Intergenerational trauma: when parents carry war inside them
A unique element of Andrew’s story is his family history. His parents were Polish, shaped by World War II trauma, loss, and displacement (including the shadow of atrocities such as the Katyn massacre). They believed sending him to Westminster was “safety” and “opportunity.”
And yet, this is how trauma can pass down:
- Parents who endured unspeakable suffering may become driven by security, status, and survival
- The child becomes the “project” that must succeed
- Emotional needs can be unintentionally sidelined
- A prestigious school becomes a symbolic rescue plan
Andrew is compassionate toward his parents—but clear about the cost.
The hidden truth about elite boarding culture
Andrew also talks about what many people eventually discover when they research the system:
- Boarding schools are deeply tied to class networks and social reproduction
- Much of the power sits behind closed doors
- And the culture often prioritizes outcomes (Oxbridge placements, reputation) over emotional wellbeing—especially for those who are struggling
He also raises an intriguing point: schools may claim they promote “non-conformity,” but many boarders experience the opposite—conformity as survival.
Writing therapy: a practical pathway to healing
A central takeaway from this episode is Andrew’s emphasis on writing as healing.
He describes how writing previous books helped him feel as if “a ball and chain” fell away—and how publishing his Westminster story finally placed the trauma somewhere else, instead of inside his body and mind every day.

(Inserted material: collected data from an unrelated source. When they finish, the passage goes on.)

//! Client settings and how they are resolved.

use directories::BaseDirs;
use serde::{Deserialize, Serialize};
use std::{env, fs, path::PathBuf};
use thiserror::Error;
use tracing::debug;
use url::Url;

const DEFAULT_API_BASE_URL: &str = "http://localhost:8000/api/v1/";
const DEFAULT_TIMEOUT_SECS: u64 = 10;
const DEFAULT_LOG_LEVEL: &str = "info";
const APP_DIR_NAME: &str = "docpress";

/// Errors raised while resolving a [`ClientConfig`].
#[derive(Debug, Error)]
pub enum ConfigError {
    /// The configuration file could not be read.
    #[error("failed to read configuration file: {0}")]
    Io(#[from] std::io::Error),

    /// The file is not valid YAML for [`ClientConfig`].
    #[error("failed to parse YAML configuration: {0}")]
    Yaml(#[from] serde_yml::Error),

    /// The file is not valid JSON for [`ClientConfig`].
    #[error("failed to parse JSON configuration: {0}")]
    Json(#[from] serde_json::Error),

    /// The file extension is neither YAML nor JSON.
    #[error("Unsupported configuration format. Use 'yaml' or 'json'.")]
    UnsupportedFormat,

    /// A setting or environment override has an unusable value.
    #[error("Invalid {name} value: {reason}")]
    InvalidValue {
        /// Setting or environment variable name.
        name: &'static str,
        /// What is wrong with it.
        reason: String,
    },
}

/// Output format for log lines.
#[derive(Debug, Clone, Copy, Default, Serialize, Deserialize, PartialEq, Eq)]
#[serde(rename_all = "snake_case")]
pub enum LogFormat {
    /// Human readable lines.
    #[default]
    Text,
    /// One JSON object per line.
    Json,
}

impl std::str::FromStr for LogFormat {
    type Err = ConfigError;

    fn from_str(value: &str) -> Result<Self, Self::Err> {
        match value.to_ascii_lowercase().as_str() {
            "text" | "pretty" => Ok(Self::Text),
            "json" => Ok(Self::Json),
            other => Err(ConfigError::InvalidValue {
                name: "DOCPRESS_LOG_FORMAT",
                reason: format!("unknown log format '{other}'"),
            }),
        }
    }
}

/// Settings for talking to the DocPress backend.
#[derive(Debug, Clone, Serialize, Deserialize, PartialEq)]
#[serde(default)]
pub struct ClientConfig {
    /// Root of the versioned API, e.g. `http://localhost:8000/api/v1/`.
    pub api_base_url: Url,

    /// Per-request timeout applied by the HTTP client.
    pub request_timeout_secs: u64,

    /// Default tracing filter when `RUST_LOG` is unset.
    pub log_level: String,

    /// Shape of emitted log lines.
    pub log_format: LogFormat,

    /// Directory holding the persisted bearer token. Falls back to the
    /// platform configuration directory when unset.
    pub storage_dir: Option<PathBuf>,
}

impl Default for ClientConfig {
    fn default() -> Self {
        Self::with_defaults()
    }
}

impl ClientConfig {
    /// Generates a default configuration.
    ///
    /// # Panics
    /// Never; the default URL is a valid constant.
    #[must_use]
    pub fn with_defaults() -> Self {
        Self {
            api_base_url: Url::parse(DEFAULT_API_BASE_URL).expect("default API URL is valid"),
            request_timeout_secs: DEFAULT_TIMEOUT_SECS,
            log_level: DEFAULT_LOG_LEVEL.to_string(),
            log_format: LogFormat::Text,
            storage_dir: None,
        }
    }

    /// Loads the configuration from a file, environment variables, or defaults.
    ///
    /// Values set in the file take precedence over environment variables, which
    /// only fill in settings still at their default.
    ///
    /// # Errors
    /// Returns an error if the file cannot be read or parsed, an environment
    /// override is malformed, or the resolved configuration is invalid.
    pub fn load_config(config_path: Option<PathBuf>) -> Result<Self, ConfigError> {
        let defaults = Self::with_defaults();
        let mut config = Self::with_defaults();

        if let Some(path) = config_path {
            debug!(path = %path.display(), "loading configuration file");
            let content = fs::read_to_string(&path)?;
            config = match path.extension().and_then(|ext| ext.to_str()) {
                Some("yaml" | "yml") => serde_yml::from_str(&content)?,
                Some("json") => serde_json::from_str(&content)?,
                _ => return Err(ConfigError::UnsupportedFormat),
            };
        }

        if config.api_base_url == defaults.api_base_url {
            if let Ok(raw) = env::var("DOCPRESS_API_BASE_URL") {
                config.api_base_url =
                    Url::parse(&raw).map_err(|err| ConfigError::InvalidValue {
                        name: "DOCPRESS_API_BASE_URL",
                        reason: err.to_string(),
                    })?;
            }
        }
        if config.request_timeout_secs == defaults.request_timeout_secs {
            if let Ok(raw) = env::var("DOCPRESS_REQUEST_TIMEOUT_SECS") {
                config.request_timeout_secs =
                    raw.parse().map_err(|_| ConfigError::InvalidValue {
                        name: "DOCPRESS_REQUEST_TIMEOUT_SECS",
                        reason: "must be a whole number of seconds".to_string(),
                    })?;
            }
        }
        if config.log_level == defaults.log_level {
            if let Ok(level) = env::var("DOCPRESS_LOG_LEVEL") {
                config.log_level = level;
            }
        }
        if config.log_format == defaults.log_format {
            if let Ok(raw) = env::var("DOCPRESS_LOG_FORMAT") {
                config.log_format = raw.parse()?;
            }
        }
        if config.storage_dir.is_none() {
            if let Ok(dir) = env::var("DOCPRESS_STORAGE_DIR") {
                config.storage_dir = Some(PathBuf::from(dir));
            }
        }

        config.api_base_url = normalize_base(config.api_base_url);
        config.validate()?;
        Ok(config)
    }

    /// Checks the invariants the client relies on.
    ///
    /// # Errors
    /// Returns [`ConfigError::InvalidValue`] for the first violated setting.
    pub fn validate(&self) -> Result<(), ConfigError> {
        if !matches!(self.api_base_url.scheme(), "http" | "https") {
            return Err(ConfigError::InvalidValue {
                name: "api_base_url",
                reason: format!("unsupported scheme '{}'", self.api_base_url.scheme()),
            });
        }
        if self.request_timeout_secs == 0 {
            return Err(ConfigError::InvalidValue {
                name: "request_timeout_secs",
                reason: "must be greater than 0".to_string(),
            });
        }
        Ok(())
    }

    /// Base URL with a trailing `/`, so relative joins keep the API prefix.
    #[must_use]
    pub fn api_root(&self) -> Url {
        normalize_base(self.api_base_url.clone())
    }

    /// Directory where the bearer token is persisted.
    #[must_use]
    pub fn storage_dir(&self) -> PathBuf {
        self.storage_dir.clone().unwrap_or_else(|| {
            BaseDirs::new()
                .map(|dirs| dirs.config_dir().join(APP_DIR_NAME))
                .unwrap_or_else(|| PathBuf::from(".").join(APP_DIR_NAME))
        })
    }
}

fn normalize_base(mut url: Url) -> Url {
    if !url.path().ends_with('/') {
        let path = format!("{}/", url.path());
        url.set_path(&path);
    }
    url
}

He’s also careful: writing can be powerful, but it can be re-traumatizing if unsupported. Still, he offers writing as a simple, accessible starting point.
Examples include:
- Journaling
- Unsent letters
- Dialogue writing
- Memoir fragments
- “What I wish someone had said to me” writing
If you’re a survivor of boarding, adoption, institutional life, or childhood separation, this part of the episode is worth the listen on its own.